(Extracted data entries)
++++++

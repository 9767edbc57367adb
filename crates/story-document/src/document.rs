//! Story document model
//!
//! A [`Document`] is the structured record of one user story. It is created
//! empty at intake, mutated only by the patch orchestrator and rendered
//! read-only any number of times.

use crate::fingerprint::{Fingerprint, FingerprintError};
use crate::path::{CollectionPath, ImplNoteKey, NarrativeField};
use serde::{Deserialize, Serialize};

/// Collection entry `{id, text}`
#[derive(Debug, Clone, PartialEq, Eq, Serialize, Deserialize)]
pub struct Item {
    /// Identifier, unique within its collection
    pub id: String,
    /// Item text
    pub text: String,
}

impl Item {
    /// Create new item
    #[inline]
    #[must_use]
    pub fn new(id: impl Into<String>, text: impl Into<String>) -> Self {
        Self {
            id: id.into(),
            text: text.into(),
        }
    }
}

/// UI-mapping entry `{id, productTerm, componentName}`
#[derive(Debug, Clone, PartialEq, Eq, Serialize, Deserialize)]
#[serde(rename_all = "camelCase")]
pub struct UiMappingEntry {
    /// Identifier, unique within the mapping
    pub id: String,
    /// Term the product uses
    pub product_term: String,
    /// Component that realises it
    pub component_name: String,
}

impl UiMappingEntry {
    /// Create new mapping entry
    #[inline]
    #[must_use]
    pub fn new(
        id: impl Into<String>,
        product_term: impl Into<String>,
        component_name: impl Into<String>,
    ) -> Self {
        Self {
            id: id.into(),
            product_term: product_term.into(),
            component_name: component_name.into(),
        }
    }
}

/// A value that can be stored in a collection
#[derive(Debug, Clone, PartialEq, Eq)]
pub enum Entry {
    /// Plain item
    Item(Item),
    /// UI mapping entry
    UiMapping(UiMappingEntry),
}

impl Entry {
    /// Entry identifier
    #[inline]
    #[must_use]
    pub fn id(&self) -> &str {
        match self {
            Self::Item(item) => &item.id,
            Self::UiMapping(entry) => &entry.id,
        }
    }
}

/// The fixed three-line narrative
#[derive(Debug, Clone, PartialEq, Eq, Default, Serialize, Deserialize)]
#[serde(rename_all = "camelCase")]
pub struct Narrative {
    /// Persona
    pub as_a: String,
    /// Capability
    pub i_want: String,
    /// Benefit
    pub so_that: String,
}

impl Narrative {
    /// Create new narrative
    #[must_use]
    pub fn new(
        as_a: impl Into<String>,
        i_want: impl Into<String>,
        so_that: impl Into<String>,
    ) -> Self {
        Self {
            as_a: as_a.into(),
            i_want: i_want.into(),
            so_that: so_that.into(),
        }
    }

    /// Read one line
    #[inline]
    #[must_use]
    pub fn get(&self, field: NarrativeField) -> &str {
        match field {
            NarrativeField::AsA => &self.as_a,
            NarrativeField::IWant => &self.i_want,
            NarrativeField::SoThat => &self.so_that,
        }
    }

    /// Overwrite one line
    pub fn set(&mut self, field: NarrativeField, text: impl Into<String>) {
        let slot = match field {
            NarrativeField::AsA => &mut self.as_a,
            NarrativeField::IWant => &mut self.i_want,
            NarrativeField::SoThat => &mut self.so_that,
        };
        *slot = text.into();
    }
}

/// The seven-key implementation-notes record
#[derive(Debug, Clone, PartialEq, Eq, Default, Serialize, Deserialize)]
#[serde(rename_all = "camelCase")]
pub struct ImplementationNotes {
    pub state_ownership: Vec<Item>,
    pub data_flow: Vec<Item>,
    pub api_contracts: Vec<Item>,
    pub loading_states: Vec<Item>,
    pub performance: Vec<Item>,
    pub security: Vec<Item>,
    pub telemetry: Vec<Item>,
}

impl ImplementationNotes {
    /// Items under one key
    #[must_use]
    pub fn get(&self, key: ImplNoteKey) -> &Vec<Item> {
        match key {
            ImplNoteKey::StateOwnership => &self.state_ownership,
            ImplNoteKey::DataFlow => &self.data_flow,
            ImplNoteKey::ApiContracts => &self.api_contracts,
            ImplNoteKey::LoadingStates => &self.loading_states,
            ImplNoteKey::Performance => &self.performance,
            ImplNoteKey::Security => &self.security,
            ImplNoteKey::Telemetry => &self.telemetry,
        }
    }

    /// Mutable items under one key
    pub fn get_mut(&mut self, key: ImplNoteKey) -> &mut Vec<Item> {
        match key {
            ImplNoteKey::StateOwnership => &mut self.state_ownership,
            ImplNoteKey::DataFlow => &mut self.data_flow,
            ImplNoteKey::ApiContracts => &mut self.api_contracts,
            ImplNoteKey::LoadingStates => &mut self.loading_states,
            ImplNoteKey::Performance => &mut self.performance,
            ImplNoteKey::Security => &mut self.security,
            ImplNoteKey::Telemetry => &mut self.telemetry,
        }
    }

    /// True when every key is empty
    #[must_use]
    pub fn is_empty(&self) -> bool {
        ImplNoteKey::ALL.iter().all(|k| self.get(*k).is_empty())
    }
}

/// Structured per-story document
#[derive(Debug, Clone, PartialEq, Eq, Default, Serialize, Deserialize)]
#[serde(rename_all = "camelCase")]
pub struct Document {
    pub title: String,
    pub story: Narrative,
    pub user_visible_behavior: Vec<Item>,
    pub outcome_acceptance_criteria: Vec<Item>,
    pub system_acceptance_criteria: Vec<Item>,
    pub implementation_notes: ImplementationNotes,
    pub ui_mapping: Vec<UiMappingEntry>,
    pub open_questions: Vec<Item>,
    pub edge_cases: Vec<Item>,
    pub non_goals: Vec<Item>,
}

impl Document {
    /// Empty document with a title
    #[inline]
    #[must_use]
    pub fn new(title: impl Into<String>) -> Self {
        Self {
            title: title.into(),
            ..Self::default()
        }
    }

    /// Set the narrative at intake
    #[inline]
    #[must_use]
    pub fn with_story(mut self, story: Narrative) -> Self {
        self.story = story;
        self
    }

    /// Read-only view of one collection
    #[must_use]
    pub fn collection(&self, path: CollectionPath) -> CollectionRef<'_> {
        let items = match path {
            CollectionPath::UiMapping => return CollectionRef::UiMapping(&self.ui_mapping),
            CollectionPath::UserVisibleBehavior => &self.user_visible_behavior,
            CollectionPath::OutcomeAcceptanceCriteria => &self.outcome_acceptance_criteria,
            CollectionPath::SystemAcceptanceCriteria => &self.system_acceptance_criteria,
            CollectionPath::ImplementationNotes(key) => self.implementation_notes.get(key),
            CollectionPath::OpenQuestions => &self.open_questions,
            CollectionPath::EdgeCases => &self.edge_cases,
            CollectionPath::NonGoals => &self.non_goals,
        };
        CollectionRef::Items(items)
    }

    /// Mutable view of one collection
    pub fn collection_mut(&mut self, path: CollectionPath) -> CollectionMut<'_> {
        let items = match path {
            CollectionPath::UiMapping => return CollectionMut::UiMapping(&mut self.ui_mapping),
            CollectionPath::UserVisibleBehavior => &mut self.user_visible_behavior,
            CollectionPath::OutcomeAcceptanceCriteria => &mut self.outcome_acceptance_criteria,
            CollectionPath::SystemAcceptanceCriteria => &mut self.system_acceptance_criteria,
            CollectionPath::ImplementationNotes(key) => self.implementation_notes.get_mut(key),
            CollectionPath::OpenQuestions => &mut self.open_questions,
            CollectionPath::EdgeCases => &mut self.edge_cases,
            CollectionPath::NonGoals => &mut self.non_goals,
        };
        CollectionMut::Items(items)
    }

    /// Total number of entries across every collection
    #[must_use]
    pub fn entry_count(&self) -> usize {
        CollectionPath::ALL
            .iter()
            .map(|c| self.collection(*c).len())
            .sum()
    }

    /// Content fingerprint of the canonical JSON form
    ///
    /// # Errors
    /// Returns error if the document cannot be encoded
    pub fn fingerprint(&self) -> Result<Fingerprint, FingerprintError> {
        Fingerprint::of_json(self)
    }
}

/// Read-only collection view
#[derive(Debug, Clone, Copy)]
pub enum CollectionRef<'a> {
    /// `{id, text}` entries
    Items(&'a [Item]),
    /// UI mapping entries
    UiMapping(&'a [UiMappingEntry]),
}

impl<'a> CollectionRef<'a> {
    /// Number of entries
    #[inline]
    #[must_use]
    pub fn len(&self) -> usize {
        match self {
            Self::Items(items) => items.len(),
            Self::UiMapping(entries) => entries.len(),
        }
    }

    /// True when empty
    #[inline]
    #[must_use]
    pub fn is_empty(&self) -> bool {
        self.len() == 0
    }

    /// Identifier at position
    #[must_use]
    pub fn id_at(&self, index: usize) -> Option<&'a str> {
        match self {
            Self::Items(items) => items.get(index).map(|i| i.id.as_str()),
            Self::UiMapping(entries) => entries.get(index).map(|e| e.id.as_str()),
        }
    }

    /// Position of the entry with this id
    #[must_use]
    pub fn position_by_id(&self, id: &str) -> Option<usize> {
        match self {
            Self::Items(items) => items.iter().position(|i| i.id == id),
            Self::UiMapping(entries) => entries.iter().position(|e| e.id == id),
        }
    }

    /// Position of the first entry whose text equals `text`
    ///
    /// UI mapping entries match on their product term.
    #[must_use]
    pub fn position_by_text(&self, text: &str) -> Option<usize> {
        match self {
            Self::Items(items) => items.iter().position(|i| i.text == text),
            Self::UiMapping(entries) => entries.iter().position(|e| e.product_term == text),
        }
    }

    /// Whether an entry carries this id
    #[inline]
    #[must_use]
    pub fn contains_id(&self, id: &str) -> bool {
        self.position_by_id(id).is_some()
    }

    /// All identifiers in order
    #[must_use]
    pub fn ids(&self) -> Vec<&'a str> {
        (0..self.len()).filter_map(|i| self.id_at(i)).collect()
    }
}

/// Mutable collection view
#[derive(Debug)]
pub enum CollectionMut<'a> {
    /// `{id, text}` entries
    Items(&'a mut Vec<Item>),
    /// UI mapping entries
    UiMapping(&'a mut Vec<UiMappingEntry>),
}

impl CollectionMut<'_> {
    /// Append an entry
    ///
    /// # Errors
    /// Returns the entry back when its shape does not fit the collection
    pub fn push(&mut self, entry: Entry) -> Result<(), Entry> {
        match (self, entry) {
            (Self::Items(items), Entry::Item(item)) => items.push(item),
            (Self::UiMapping(entries), Entry::UiMapping(mapping)) => entries.push(mapping),
            (_, entry) => return Err(entry),
        }
        Ok(())
    }

    /// Substitute the entry at `index` in place
    ///
    /// # Errors
    /// Returns the entry back on shape mismatch or out-of-range index
    pub fn replace(&mut self, index: usize, entry: Entry) -> Result<(), Entry> {
        match (self, entry) {
            (Self::Items(items), Entry::Item(item)) if index < items.len() => {
                items[index] = item;
            }
            (Self::UiMapping(entries), Entry::UiMapping(mapping)) if index < entries.len() => {
                entries[index] = mapping;
            }
            (_, entry) => return Err(entry),
        }
        Ok(())
    }

    /// Delete the entry at `index`, returning its id
    pub fn remove(&mut self, index: usize) -> Option<String> {
        match self {
            Self::Items(items) if index < items.len() => Some(items.remove(index).id),
            Self::UiMapping(entries) if index < entries.len() => Some(entries.remove(index).id),
            _ => None,
        }
    }
}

++++++

**TASK**
From the entries above, copy every line containing the word "SystemAcceptanceCriteria".

**COMPLETED TASK**
            CollectionPath::SystemAcceptanceCriteria => &self.system_acceptance_criteria,
            CollectionPath::SystemAcceptanceCriteria => &mut self.system_acceptance_criteria,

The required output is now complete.